Look for the string "filename" in the material below. Copy every line where you find it.

STORED DATA:
· · · ·

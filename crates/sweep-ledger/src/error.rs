/// Ledger-boundary errors.
#[derive(Debug, thiserror::Error)]
pub enum LedgerError {
    /// The remote node throttled the request. The only error class the
    /// built-in classifier treats as transient.
    #[error("rate limited by remote node")]
    RateLimited,

    #[error("rpc error: {0}")]
    Rpc(String),

    #[error("connection error: {0}")]
    Connection(String),

    /// The anchor token used by the draft is no longer within its validity
    /// window. Not retried; a batch never refreshes its anchor.
    #[error("anchor no longer valid: {0}")]
    StaleAnchor(String),

    #[error("account not found: {0}")]
    AccountNotFound(String),

    /// The network rejected the transaction outright.
    #[error("transaction rejected: {0}")]
    Rejected(String),
}

impl LedgerError {
    pub fn is_rate_limited(&self) -> bool {
        matches!(self, Self::RateLimited)
    }

    pub fn is_stale_anchor(&self) -> bool {
        matches!(self, Self::StaleAnchor(_))
    }
}

/// Built-in transient classifier: rate limiting is worth retrying, everything
/// else is permanent. Call sites may substitute their own classifier.
pub fn is_transient(err: &LedgerError) -> bool {
    err.is_rate_limited()
}
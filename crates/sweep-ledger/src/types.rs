use std::fmt;

use serde::{Deserialize, Serialize};
use sweep_core::{Amount, Identity};

/// Time-bounded freshness token required to construct a valid outbound
/// transaction. Fetched once per batch and reused for every item.
#[derive(Debug, Clone, PartialEq, Eq, Serialize, Deserialize)]
pub struct AnchorToken(pub String);

impl AnchorToken {
    pub fn new(reference: impl Into<String>) -> Self {
        Self(reference.into())
    }

    pub fn as_str(&self) -> &str {
        &self.0
    }
}

impl fmt::Display for AnchorToken {
    fn fmt(&self, f: &mut fmt::Formatter<'_>) -> fmt::Result {
        write!(f, "{}", self.0)
    }
}

/// An unsigned transfer, ready for fee estimation and broadcast.
#[derive(Debug, Clone)]
pub struct TransferDraft {
    pub source: Identity,
    pub destination: Identity,
    pub amount: Amount,
    pub anchor: AnchorToken,
}

impl TransferDraft {
    pub fn new(source: Identity, destination: Identity, amount: Amount, anchor: AnchorToken) -> Self {
        Self {
            source,
            destination,
            amount,
            anchor,
        }
    }

    /// Replace the amount once the fee-adjusted value is known.
    pub fn with_amount(mut self, amount: Amount) -> Self {
        self.amount = amount;
        self
    }
}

· · · ·

REPLY TO THE EXERCISE:
filename crates/sweep-ledger/src/error.rs
filename crates/sweep-ledger/src/types.rs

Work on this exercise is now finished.